Die Verwertung der Möglichkeiten dieser neuen Geräte schien den Beruf der Stenotypistin überflüssig zu machen, wenngleich er sich vor schon längere Zeit zu dem der Phonotypistin gewandelt hatte. Die Umwandlung von Sprache in Text geschähe in Zukunft mit solchen Geräten, das wäre nur eine Frage der Zeit, dachten P&D, ein auf ungenauer Analogie beruhender Schluss. Analogien werden leicht aufgebaut und -gebauscht, ohne dass man sich über die grundlegenden Voraussetzungen der zum Vergleich gezwungenen Lagen klar geworden ist.

Nicht alles, was Maschine genannt wird, muss mit dem Begriff der Maschinerie bei Marx übereinstimmen. Die Schreibmaschine stellt nichts weiter her als besser lesbare Texte, die ggf. vervielfältigt werden können. In alten Grundbuchakten findet man bisweilen noch äußerst präzise geschriebene Handschriften, eben in Kanzleischrift, auch sie ist gut lesbar, die Vervielfältigung geschah durch Abschreiben. Erst mit den Durchschlägen wird zur Maschine.

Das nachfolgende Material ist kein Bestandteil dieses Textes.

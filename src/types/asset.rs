//! Asset configuration — per-session constants for one pump station

use serde::{Deserialize, Serialize};
use tracing::warn;

/// Fallback nameplate rating when the configured value is unusable (kW).
const MIN_RATED_POWER_FALLBACK_KW: f64 = 1.0;

/// Immutable asset constants, set once when the engine is configured
///
/// Covers the motor nameplate and the tariff context used by the financial
/// projection. Read-only after construction; the engine never mutates it.
#[derive(Debug, Clone, Serialize, Deserialize, PartialEq)]
pub struct AssetConfig {
    /// Nameplate motor rating (kW)
    pub rated_power_kw: f64,
    /// Energy tariff per kWh, in the configured currency
    pub unit_cost: f64,
    /// Currency label for display ("Tsh", "$", ...)
    pub currency_symbol: String,
    /// Grid carbon intensity (kg CO2 per kWh)
    pub co2_factor: f64,
}

impl AssetConfig {
    /// Sanitizing constructor.
    ///
    /// A rated power ≤ 0 would make the load estimate divide by zero, so it
    /// is coerced to 1.0 kW; tariff and CO2 factor are folded to their
    /// absolute values. Each coercion is logged as a warning.
    pub fn new(rated_power_kw: f64, unit_cost: f64, currency_symbol: &str, co2_factor: f64) -> Self {
        let rated = if rated_power_kw > 0.0 {
            rated_power_kw
        } else {
            warn!(
                rated_power_kw,
                fallback = MIN_RATED_POWER_FALLBACK_KW,
                "Non-positive rated power coerced to fallback"
            );
            MIN_RATED_POWER_FALLBACK_KW
        };
        if unit_cost < 0.0 {
            warn!(unit_cost, "Negative unit cost folded to absolute value");
        }
        if co2_factor < 0.0 {
            warn!(co2_factor, "Negative CO2 factor folded to absolute value");
        }
        Self {
            rated_power_kw: rated,
            unit_cost: unit_cost.abs(),
            currency_symbol: currency_symbol.to_string(),
            co2_factor: co2_factor.abs(),
        }
    }
}

impl Default for AssetConfig {
    fn default() -> Self {
        Self {
            rated_power_kw: 30.0,
            unit_cost: 0.15,
            currency_symbol: "$".to_string(),
            co2_factor: 0.4,
        }
    }
}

Die Banalität ist, ein PC zerfällt in Hard- und Software. Der Hardware kann man trauen, solange kein mechanischer Fehler auftritt, der aber macht sich massiv durch Ausfall bemerkbar. Die Software ist immer nur so schlau, wie sich der Programmierer das hat vorstellen können. Bei Knight Capital sollen am 1.08.2012 lediglich 45 Minuten fehlerhafter Software ausgereicht haben, um einen Verlust von $ 440 000 000,00 einzufahren. Erst eine stabile Software vermag es, den PC in die Sphäre der Maschinerie zu heben, beispielsweise eine wirklich perfekte Spracherkennung, denn selbst eine solche mit 99%iger Sicherheit macht alle zwei Zeilen eben einen Fehler, eine gute Phonotypistin auf einer Seite einen.    

Der seinerzeitige Fehler von P&D lag zum einen darin, den PC schlicht als Maschine anzusehen, dann darin, die Fähigkeiten der Programmierer zum Erstellen eines Spracherkennungsprogrammes zu überschätzen, schlussendlich aber darin, die Rationalität des Kapitalismus höher anzunehmen als sie tatsächlich ist. Denn betriebswirtschaftlich ist es äußerst schmählich, hochbezahlten Arbeitskräften (Redakteure, Ministerialräte, Professoren) einen Laptop in die Hand zu drücken, damit sie ihre Texte selbst niederschreiben. Diktierten sie, deren Sprache dann von Menschen in Text verwandelt würde, dann könnten sie selbst bei einem Überredigieren so viel mehr an Arbeit leisten, dass die Kosten der Schreibkraft mitabgedeckt würde und darüber hinaus ein mehr an Wert ihrer Arbeit entstünde. So aber sitzen in Zimmern und Stuben qualifizierte Menschen herum, die tippen, so blöd ist der Kapitalismus bisweilen. P&D hielten ihn für schlauer, aber man soll den Gegner besser über- als unterschätzen.

Für Amtmann Bieber, der uns – ohne das zu ahnen – das Diktieren aufnötigte.